→ **ACTIVITY**: In the material below, how many lines contain "domain"? Answer with the number alone.

RECORDS FOR THE EXERCISE START

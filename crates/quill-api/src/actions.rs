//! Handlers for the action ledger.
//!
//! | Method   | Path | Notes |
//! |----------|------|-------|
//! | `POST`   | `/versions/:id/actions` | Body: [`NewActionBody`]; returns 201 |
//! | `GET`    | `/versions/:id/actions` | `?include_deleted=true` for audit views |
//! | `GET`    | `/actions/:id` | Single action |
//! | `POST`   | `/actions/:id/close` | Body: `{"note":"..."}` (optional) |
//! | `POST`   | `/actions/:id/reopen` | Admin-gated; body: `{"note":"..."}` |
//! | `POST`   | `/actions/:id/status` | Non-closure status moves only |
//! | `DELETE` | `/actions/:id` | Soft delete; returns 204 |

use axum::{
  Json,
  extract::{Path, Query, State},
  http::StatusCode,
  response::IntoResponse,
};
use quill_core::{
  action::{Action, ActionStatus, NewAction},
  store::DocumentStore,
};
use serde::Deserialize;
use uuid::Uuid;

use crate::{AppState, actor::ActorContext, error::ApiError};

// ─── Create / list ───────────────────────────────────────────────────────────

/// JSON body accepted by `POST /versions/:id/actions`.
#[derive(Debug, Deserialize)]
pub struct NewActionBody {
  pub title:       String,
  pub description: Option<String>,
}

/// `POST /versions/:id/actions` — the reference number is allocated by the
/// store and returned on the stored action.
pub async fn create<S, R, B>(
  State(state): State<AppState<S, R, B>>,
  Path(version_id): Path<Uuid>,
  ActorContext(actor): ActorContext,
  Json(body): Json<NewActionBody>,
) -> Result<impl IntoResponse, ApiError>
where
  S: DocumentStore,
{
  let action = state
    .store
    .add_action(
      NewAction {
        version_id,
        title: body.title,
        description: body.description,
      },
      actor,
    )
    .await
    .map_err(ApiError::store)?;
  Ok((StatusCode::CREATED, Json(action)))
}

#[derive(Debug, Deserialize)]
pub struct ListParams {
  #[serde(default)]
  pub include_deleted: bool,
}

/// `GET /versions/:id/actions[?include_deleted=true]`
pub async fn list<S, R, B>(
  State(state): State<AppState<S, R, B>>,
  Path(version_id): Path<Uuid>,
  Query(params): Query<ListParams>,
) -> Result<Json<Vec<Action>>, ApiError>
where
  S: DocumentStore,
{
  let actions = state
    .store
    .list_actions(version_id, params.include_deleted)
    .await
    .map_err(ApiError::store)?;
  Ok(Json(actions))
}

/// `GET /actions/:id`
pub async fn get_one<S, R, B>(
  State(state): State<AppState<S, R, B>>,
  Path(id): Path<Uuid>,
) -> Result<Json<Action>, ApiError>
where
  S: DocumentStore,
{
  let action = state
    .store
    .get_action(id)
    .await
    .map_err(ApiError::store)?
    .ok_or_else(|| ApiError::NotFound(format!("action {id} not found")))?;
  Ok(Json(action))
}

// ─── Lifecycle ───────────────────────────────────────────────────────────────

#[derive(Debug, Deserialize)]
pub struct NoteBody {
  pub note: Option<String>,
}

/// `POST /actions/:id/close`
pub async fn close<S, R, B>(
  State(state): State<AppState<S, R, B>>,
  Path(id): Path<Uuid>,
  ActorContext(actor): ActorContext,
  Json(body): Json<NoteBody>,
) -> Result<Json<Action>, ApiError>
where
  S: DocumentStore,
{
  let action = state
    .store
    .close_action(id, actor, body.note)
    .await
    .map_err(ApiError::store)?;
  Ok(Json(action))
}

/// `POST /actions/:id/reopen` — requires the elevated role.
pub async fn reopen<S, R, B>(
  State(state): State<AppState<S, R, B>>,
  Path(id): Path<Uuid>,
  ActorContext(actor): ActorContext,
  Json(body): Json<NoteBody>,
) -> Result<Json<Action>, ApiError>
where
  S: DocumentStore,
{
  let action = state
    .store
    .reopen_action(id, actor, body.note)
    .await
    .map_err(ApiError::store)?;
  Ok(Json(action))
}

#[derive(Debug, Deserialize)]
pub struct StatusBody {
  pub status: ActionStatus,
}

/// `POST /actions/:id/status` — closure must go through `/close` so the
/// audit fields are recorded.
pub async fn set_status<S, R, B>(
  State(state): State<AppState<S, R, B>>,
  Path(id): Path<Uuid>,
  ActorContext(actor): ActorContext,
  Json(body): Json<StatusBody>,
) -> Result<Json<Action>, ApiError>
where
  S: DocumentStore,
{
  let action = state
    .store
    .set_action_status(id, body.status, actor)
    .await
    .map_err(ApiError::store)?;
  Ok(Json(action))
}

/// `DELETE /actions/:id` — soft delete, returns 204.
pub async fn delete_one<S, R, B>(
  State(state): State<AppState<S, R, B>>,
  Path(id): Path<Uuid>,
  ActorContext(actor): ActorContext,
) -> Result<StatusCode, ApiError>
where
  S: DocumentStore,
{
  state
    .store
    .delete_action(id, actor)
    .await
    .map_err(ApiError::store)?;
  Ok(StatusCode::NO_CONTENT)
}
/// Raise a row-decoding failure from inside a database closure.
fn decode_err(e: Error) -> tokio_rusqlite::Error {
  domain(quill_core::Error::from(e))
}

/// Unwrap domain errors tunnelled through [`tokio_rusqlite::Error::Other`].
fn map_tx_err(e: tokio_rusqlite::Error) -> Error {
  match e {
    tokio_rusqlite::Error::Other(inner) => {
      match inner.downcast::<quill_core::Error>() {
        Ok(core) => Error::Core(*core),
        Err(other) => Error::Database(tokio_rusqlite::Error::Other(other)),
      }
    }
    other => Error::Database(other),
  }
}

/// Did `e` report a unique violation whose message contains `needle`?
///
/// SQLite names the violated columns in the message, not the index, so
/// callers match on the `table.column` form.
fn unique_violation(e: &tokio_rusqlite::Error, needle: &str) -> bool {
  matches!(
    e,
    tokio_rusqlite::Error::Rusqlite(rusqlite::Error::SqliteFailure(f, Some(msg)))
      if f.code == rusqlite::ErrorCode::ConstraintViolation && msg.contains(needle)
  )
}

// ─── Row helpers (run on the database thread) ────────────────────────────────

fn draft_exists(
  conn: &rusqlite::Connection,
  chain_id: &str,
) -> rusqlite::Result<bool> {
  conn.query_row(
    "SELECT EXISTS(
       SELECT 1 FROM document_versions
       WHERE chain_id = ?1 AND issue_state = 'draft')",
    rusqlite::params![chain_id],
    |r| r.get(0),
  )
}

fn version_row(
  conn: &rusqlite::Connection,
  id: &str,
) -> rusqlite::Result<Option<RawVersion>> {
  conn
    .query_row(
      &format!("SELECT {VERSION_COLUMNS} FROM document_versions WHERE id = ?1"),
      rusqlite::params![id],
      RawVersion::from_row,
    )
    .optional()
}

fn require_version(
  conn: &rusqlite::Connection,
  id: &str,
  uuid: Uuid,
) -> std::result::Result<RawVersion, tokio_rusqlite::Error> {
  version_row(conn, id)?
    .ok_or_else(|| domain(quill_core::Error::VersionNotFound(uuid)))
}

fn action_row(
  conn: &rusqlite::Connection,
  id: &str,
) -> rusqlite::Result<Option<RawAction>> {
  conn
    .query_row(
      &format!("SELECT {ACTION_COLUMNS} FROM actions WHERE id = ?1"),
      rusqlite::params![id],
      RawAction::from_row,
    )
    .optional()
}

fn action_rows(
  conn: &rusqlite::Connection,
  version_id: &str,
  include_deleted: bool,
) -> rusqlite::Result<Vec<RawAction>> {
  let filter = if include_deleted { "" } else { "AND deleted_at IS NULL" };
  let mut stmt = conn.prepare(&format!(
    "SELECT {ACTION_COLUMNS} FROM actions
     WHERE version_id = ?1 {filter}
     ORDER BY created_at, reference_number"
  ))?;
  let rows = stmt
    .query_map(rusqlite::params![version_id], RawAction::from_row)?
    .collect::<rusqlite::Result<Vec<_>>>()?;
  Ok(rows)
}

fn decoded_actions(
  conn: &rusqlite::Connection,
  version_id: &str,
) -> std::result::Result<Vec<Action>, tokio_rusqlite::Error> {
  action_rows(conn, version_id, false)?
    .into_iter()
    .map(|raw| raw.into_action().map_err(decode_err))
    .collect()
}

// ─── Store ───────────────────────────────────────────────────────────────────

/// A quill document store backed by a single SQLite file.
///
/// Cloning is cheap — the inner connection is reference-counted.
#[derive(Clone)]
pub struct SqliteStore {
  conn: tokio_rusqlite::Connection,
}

RECORDS FOR THE EXERCISE END

→ **ANSWER SECTION**: 3